EXERCISE>
An exact copy is needed of each line from the one including "row was removed." through the last line of the entries, both ends counted, with nothing added.

------

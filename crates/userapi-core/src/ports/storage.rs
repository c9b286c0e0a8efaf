//! Storage traits for persistence

use crate::Result;
use async_trait::async_trait;
use userapi_types::User;

/// User store
///
/// The single seam between the orchestration layer and a concrete database.
/// Implementations are chosen once at startup and injected as
/// `Arc<dyn UserStore>`.
#[async_trait]
pub trait UserStore: Send + Sync {
    /// Insert a new user (`id: None`) and return it with the
    /// store-generated id assigned. A duplicate email fails with
    /// [`StoreError::UniqueViolation`](crate::StoreError::UniqueViolation).
    async fn create(&self, user: User) -> Result<User>;

    /// Fetch by id. A missing row is `Ok(None)`, never an error.
    async fn get(&self, id: i64) -> Result<Option<User>>;

    /// Write `name` and `email` for an existing row and return the stored
    /// state. Callers must have checked that the id exists; updating a
    /// missing id is outside the contract.
    async fn update(&self, user: &User) -> Result<User>;

    /// Delete by id. `true` iff a row was removed.
    async fn delete(&self, id: i64) -> Result<bool>;

    /// All users, in no guaranteed order, re-read from the store per call.
    async fn list(&self) -> Result<Vec<User>>;
}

------

PROBLEM SOLUTION>
    /// Delete by id. `true` iff a row was removed.
    async fn delete(&self, id: i64) -> Result<bool>;

    /// All users, in no guaranteed order, re-read from the store per call.
    async fn list(&self) -> Result<Vec<User>>;
}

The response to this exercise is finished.